▶ **Exercise directions**: What is the number of lines in these records with "enum" in them? Answer with that number only.

Saved data entries:
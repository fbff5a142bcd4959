//! Player: renderer selection plus playback of item trees

use mmp_common::EventSink;
use tracing::{debug, info};

use crate::error::Result;
use crate::item::Playable;
use crate::renderer::{self, Renderer};

/// Content tag handed to the renderer for each play request
pub const RENDER_CONTENT: &str = "Media data";

/// Plays items through the current renderer
#[derive(Debug, Clone)]
pub struct Player {
    renderer: Renderer,
    plays_completed: u64,
}

impl Player {
    pub fn new(renderer: Renderer) -> Self {
        Self {
            renderer,
            plays_completed: 0,
        }
    }

    pub fn renderer(&self) -> Renderer {
        self.renderer
    }

    /// Replace the renderer used by subsequent play calls
    pub fn set_renderer(&mut self, renderer: Renderer) {
        if renderer != self.renderer {
            info!("Renderer switched: {} -> {}", self.renderer, renderer);
        }
        self.renderer = renderer;
    }

    /// Swap hardware/software and return the new renderer
    pub fn toggle_renderer(&mut self) -> Renderer {
        self.set_renderer(self.renderer.toggled());
        self.renderer
    }

    /// Number of play requests that ran to completion
    pub fn plays_completed(&self) -> u64 {
        self.plays_completed
    }

    /// Render once, then play the whole item tree
    pub fn play(&mut self, item: &mut dyn Playable, sink: &mut dyn EventSink) -> Result<()> {
        debug!(
            "Play request: {} leaf item(s), renderer {}",
            item.leaf_count(),
            self.renderer
        );
        renderer::render(self.renderer, RENDER_CONTENT, sink)?;
        item.play(sink)?;
        self.plays_completed += 1;
        Ok(())
    }
}

impl Default for Player {
    fn default() -> Self {
        Self::new(Renderer::default())
    }
}
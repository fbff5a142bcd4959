//! # MMP Common Library
//!
//! Shared code for the Modular Media Player including:
//! - Playback event vocabulary (PlaybackEvent, EventSink)
//! - Source, feature and renderer kinds
//! - Configuration loading
//! - Utility functions

pub mod config;
pub mod error;
pub mod events;
pub mod uuid_utils;

pub use error::{Error, Result};
pub use events::{EventSink, Feature, PlaybackEvent, RendererKind, SourceKind};
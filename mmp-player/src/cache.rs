//! Caching proxy for media sources
//!
//! [`CachedSource`] fetches from its inner source once and answers every later
//! fetch from the stored content. No expiry, no invalidation.
//!
//! Fetching needs `&mut self`; sharing one proxy between threads requires an
//! external lock around the whole fetch.

use mmp_common::{EventSink, PlaybackEvent};
use tracing::debug;

use crate::error::Result;
use crate::source::{Content, Source};

/// Source wrapper memoizing the first fetch
#[derive(Debug, Clone)]
pub struct CachedSource {
    inner: Source,
    cached: Option<Content>,
}

impl CachedSource {
    pub fn new(inner: Source) -> Self {
        Self {
            inner,
            cached: None,
        }
    }

    pub fn inner(&self) -> &Source {
        &self.inner
    }

    /// Whether the first fetch has happened
    pub fn is_cached(&self) -> bool {
        self.cached.is_some()
    }

    /// Fetch content, hitting the inner source only on the first call
    ///
    /// Emits `DataCached` on the first call and `CacheHit` afterwards. The
    /// slot is filled before `DataCached` is emitted, so the inner source is
    /// hit at most once even when that emit fails; the lost `DataCached` is
    /// not replayed and later calls report `CacheHit`.
    pub fn fetch(&mut self, sink: &mut dyn EventSink) -> Result<Content> {
        let origin = self.inner.origin().to_string();

        if let Some(content) = &self.cached {
            debug!("Cache hit for {}", origin);
            sink.emit(PlaybackEvent::CacheHit { origin })?;
            return Ok(content.clone());
        }

        let content = self.inner.fetch();
        self.cached = Some(content.clone());
        debug!("Cached content for {}", origin);
        sink.emit(PlaybackEvent::DataCached { origin })?;
        Ok(content)
    }
}

/// What a base processing step pulls content from
#[derive(Debug, Clone)]
pub enum Provider {
    /// Fetch straight from the source every time
    Direct(Source),
    /// Fetch through a caching proxy
    Cached(CachedSource),
}

impl Provider {
    /// Wrap a source, optionally behind a caching proxy
    pub fn new(source: Source, cache: bool) -> Self {
        if cache {
            Provider::Cached(CachedSource::new(source))
        } else {
            Provider::Direct(source)
        }
    }

    pub fn source(&self) -> &Source {
        match self {
            Provider::Direct(source) => source,
            Provider::Cached(cached) => cached.inner(),
        }
    }

    pub fn is_cached(&self) -> bool {
        matches!(self, Provider::Cached(_))
    }

    pub fn fetch(&mut self, sink: &mut dyn EventSink) -> Result<Content> {
        match self {
            Provider::Direct(source) => Ok(source.fetch()),
            Provider::Cached(cached) => cached.fetch(sink),
        }
    }
}
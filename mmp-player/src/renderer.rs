//! Rendering backends
//!
//! The renderer is chosen per session and invoked by the player once per play
//! request. Items never hold a renderer, so switching affects only later plays.

use mmp_common::{EventSink, PlaybackEvent};

pub use mmp_common::RendererKind as Renderer;

use crate::error::Result;

/// Render content through the given backend
pub fn render(renderer: Renderer, content: &str, sink: &mut dyn EventSink) -> Result<()> {
    sink.emit(PlaybackEvent::Rendered {
        renderer,
        content: content.to_string(),
    })?;
    Ok(())
}
//! 逻辑表达式操作符定义

use serde::{Deserialize, Serialize};
use std::fmt;

/// 表达式操作符（封闭集合，不支持扩展）
#[derive(Debug, Clone, Copy, PartialEq, Eq, Hash, Serialize, Deserialize)]
pub enum Operator {
    // 算术
    #[serde(rename = "+")]
    Add,
    #[serde(rename = "-")]
    Sub,
    #[serde(rename = "*")]
    Mul,
    #[serde(rename = "/")]
    Div,

    // 链式比较
    #[serde(rename = "<")]
    Lt,
    #[serde(rename = ">")]
    Gt,

    // 严格相等（感知空值）
    #[serde(rename = "===")]
    StrictEq,
    #[serde(rename = "!==")]
    StrictNeq,

    // 布尔
    #[serde(rename = "!")]
    Not,
    #[serde(rename = "!!")]
    Truthy,
    #[serde(rename = "||")]
    OrElse,

    // 极值
    #[serde(rename = "min")]
    Min,
    #[serde(rename = "max")]
    Max,

    // 控制流与聚合
    #[serde(rename = "if")]
    If,
    #[serde(rename = "and")]
    And,
    #[serde(rename = "or")]
    Or,
    #[serde(rename = "some")]
    AnyOf,
    #[serde(rename = "every")]
    AllOf,

    // 变量读取
    #[serde(rename = "var")]
    Var,
}

impl Operator {
    pub const ALL: [Operator; 19] = [
        Self::Add,
        Self::Sub,
        Self::Mul,
        Self::Div,
        Self::Lt,
        Self::Gt,
        Self::StrictEq,
        Self::StrictNeq,
        Self::Not,
        Self::Truthy,
        Self::OrElse,
        Self::Min,
        Self::Max,
        Self::If,
        Self::And,
        Self::Or,
        Self::AnyOf,
        Self::AllOf,
        Self::Var,
    ];

    /// 操作符在规则 JSON 中的键名
    pub fn as_str(&self) -> &'static str {
        match self {
            Self::Add => "+",
            Self::Sub => "-",
            Self::Mul => "*",
            Self::Div => "/",
            Self::Lt => "<",
            Self::Gt => ">",
            Self::StrictEq => "===",
            Self::StrictNeq => "!==",
            Self::Not => "!",
            Self::Truthy => "!!",
            Self::OrElse => "||",
            Self::Min => "min",
            Self::Max => "max",
            Self::If => "if",
            Self::And => "and",
            Self::Or => "or",
            Self::AnyOf => "some",
            Self::AllOf => "every",
            Self::Var => "var",
        }
    }

    /// 按键名查找操作符，未识别时返回 None
    pub fn from_key(key: &str) -> Option<Self> {
        let op = match key {
            "+" => Self::Add,
            "-" => Self::Sub,
            "*" => Self::Mul,
            "/" => Self::Div,
            "<" => Self::Lt,
            ">" => Self::Gt,
            "===" => Self::StrictEq,
            "!==" => Self::StrictNeq,
            "!" => Self::Not,
            "!!" => Self::Truthy,
            "||" => Self::OrElse,
            "min" => Self::Min,
            "max" => Self::Max,
            "if" => Self::If,
            "and" => Self::And,
            "or" => Self::Or,
            "some" => Self::AnyOf,
            "every" => Self::AllOf,
            "var" => Self::Var,
            _ => return None,
        };
        Some(op)
    }
}

impl fmt::Display for Operator {
    fn fmt(&self, f: &mut fmt::Formatter<'_>) -> fmt::Result {
        write!(f, "{}", self.as_str())
    }
}
//! 逻辑规则引擎命令行
//!
//! 从 JSON 文件读取规则树和事实数据，输出求值结果或依赖图。

use std::fs;
use std::path::{Path, PathBuf};

use anyhow::{Context, Result};
use clap::{Parser, Subcommand};
use logic_engine::{Direction, EngineConfig, RuleEngine, observability};
use serde::Serialize;
use serde_json::Value;
use tracing::{debug, info};

#[derive(Parser)]
#[command(name = "logic-engine", version, about = "Evaluate JSON logic rule trees")]
struct Cli {
    /// 规则树 JSON 文件
    #[arg(long)]
    rules: PathBuf,

    /// 事实数据 JSON 文件
    #[arg(long)]
    facts: Option<PathBuf>,

    #[command(subcommand)]
    command: Command,
}

#[derive(Subcommand)]
enum Command {
    /// 对单条规则求值
    Run { path: String },
    /// 列出传递依赖闭包
    Propagate {
        path: String,
        #[arg(long)]
        direction: Option<Direction>,
    },
    /// 对规则及其传递依赖依次求值
    Drill {
        path: String,
        #[arg(long)]
        direction: Option<Direction>,
    },
    /// 输出依赖图
    Graph,
}

fn main() -> Result<()> {
    let cli = Cli::parse();

    let config = EngineConfig::load().unwrap_or_else(|e| {
        eprintln!("Failed to load config, using defaults: {}", e);
        EngineConfig::default()
    });
    observability::init(&config.observability)?;

    let rules = read_json(&cli.rules)?;
    let engine = RuleEngine::with_config(rules, &config);
    if let Some(path) = &cli.facts {
        engine.use_facts(read_json(path)?);
        debug!(facts = %path.display(), "事实数据已加载");
    }

    match cli.command {
        Command::Run { path } => {
            info!(path = %path, "run");
            print_json(&engine.run(&path, None)?)
        }
        Command::Propagate { path, direction } => {
            let direction = direction.unwrap_or(config.default_direction);
            info!(path = %path, %direction, "propagate");
            print_json(&engine.propagate(&path, direction)?)
        }
        Command::Drill { path, direction } => {
            let direction = direction.unwrap_or(config.default_direction);
            info!(path = %path, %direction, "drill");
            print_json(&engine.drill(&path, None, direction)?)
        }
        Command::Graph => print_json(engine.graph()),
    }
}

fn read_json(path: &Path) -> Result<Value> {
    let text = fs::read_to_string(path).with_context(|| format!("read {}", path.display()))?;
    serde_json::from_str(&text).with_context(|| format!("parse {}", path.display()))
}

fn print_json<T: Serialize + ?Sized>(value: &T) -> Result<()> {
    println!("{}", serde_json::to_string_pretty(value)?);
    Ok(())
}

▶ **Reply to the exercise**: 3